Sebagai seorang muslim perempuan, berbagai
gagasan yang dikembangkan Irsyad Manji, sesungguhnya tidak memiliki
kelebihan-kelebihan atau perbedaan spesifik dengan perempuan muslim lain,
seperti Fatimah Mernissi, Nawa el Sadawi, Riffat Hassan, atau Aisyah
Abdurrahman, dan kalau untuk Indonesia progresivitasnya tak terlalu berbeda
dengan Musda Mulia. Lalu apa yang membuat ia menjadi bisa diperhitungkan? Menurut
saya, setidak-tidaknya ada dua hal yang membuat Irsyad Manji harus
diperhitungkan dalam tradisi kritis di kalangan muslim. Pertama, sebagai perempuan yang dalam Islam masih selalu dalam
keterpurukan, dan tampaknya masih akan cukup panjang bisa dihapuskan, Irsyad
Manji berani menambah beban hantaman yang lain secara terbuka, orientasi
seksualnya, seorang lesbian. Dalam pergolakan tradisi Islam yang sangat kental
dengan cara pandang heteroseksual, Irsyad Manji menjadi sangat luar biasa
dahsyatnya.
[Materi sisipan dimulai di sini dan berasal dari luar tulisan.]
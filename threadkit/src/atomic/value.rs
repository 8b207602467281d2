use super::backend::AtomicCell;

mod sealed {
    pub trait Sealed {}
}

/// Arithmetic types that can live in an [`Atomic`](super::Atomic).
///
/// Implemented for every primitive integer up to 64 bits. The storage
/// strategy is chosen per type at compile time: the matching
/// `core::sync::atomic` type when the target supports that width (and the
/// `locked-atomics` feature is off), a mutex-guarded cell otherwise.
pub trait AtomicValue: sealed::Sealed + Copy + Send + 'static {
    /// Backend storing values of this type.
    type Cell: AtomicCell<Self>;

    /// The value `1`, used by the increment and decrement helpers.
    const ONE: Self;

    fn wrapping_add(self, rhs: Self) -> Self;

    fn wrapping_sub(self, rhs: Self) -> Self;
}

macro_rules! atomic_value {
    ($($width:tt => $($atomic:ident($ty:ty)),+;)*) => {$($(
        impl sealed::Sealed for $ty {}

        impl AtomicValue for $ty {
            #[cfg(all(target_has_atomic = $width, not(feature = "locked-atomics")))]
            type Cell = std::sync::atomic::$atomic;

            #[cfg(not(all(target_has_atomic = $width, not(feature = "locked-atomics"))))]
            type Cell = super::backend::locked::LockedCell<$ty>;

            const ONE: Self = 1;

            fn wrapping_add(self, rhs: Self) -> Self {
                <$ty>::wrapping_add(self, rhs)
            }

            fn wrapping_sub(self, rhs: Self) -> Self {
                <$ty>::wrapping_sub(self, rhs)
            }
        }
    )+)*};
}

atomic_value! {
    "8" => AtomicI8(i8), AtomicU8(u8);
    "16" => AtomicI16(i16), AtomicU16(u16);
    "32" => AtomicI32(i32), AtomicU32(u32);
    "64" => AtomicI64(i64), AtomicU64(u64);
    "ptr" => AtomicIsize(isize), AtomicUsize(usize);
}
Sebagai pengkritik tradisi kejumudan dalam Islam yang berjenis
kelamin perempuan, sudah menghadapi berbagai hambatan, tantangan, penolakan. Maka
ketika dirinya sebagai pengkritik, berjenis kelamin perempuan, dengan orientasi
seks yang berbeda, lesbian, maka hantaman, tudingan, penolakan dan tantangan
menjadi semakin keras. Hal pertama ini, yang menurut saya hampir sulit untuk
menemukan kesamaannya dengan perempuan muslim yang lain.

Kedua, Irsyad Manji memiliki perbedaan dengan para pengkritik Islam yang
lain, karena ia sangat setuju dengan tradisi Barat sebagai pijakan pengembangan
pengetahuan dan teknologi, selain juga sistem berpikir dan berdemokrasi. Sementara
reformis pada umumnya, memang mengkritik keras Islam, tetapi masih tetap alergi
dan bahkan menghujat tradisi Barat sebagai sesuatu yang asing dan berbahaya. Bahkan,
hampir segala perkembangan yang buruk dalam sosial-politik, di negeri ini,
tradisi Barat selalu menjadi kambing hitamnya.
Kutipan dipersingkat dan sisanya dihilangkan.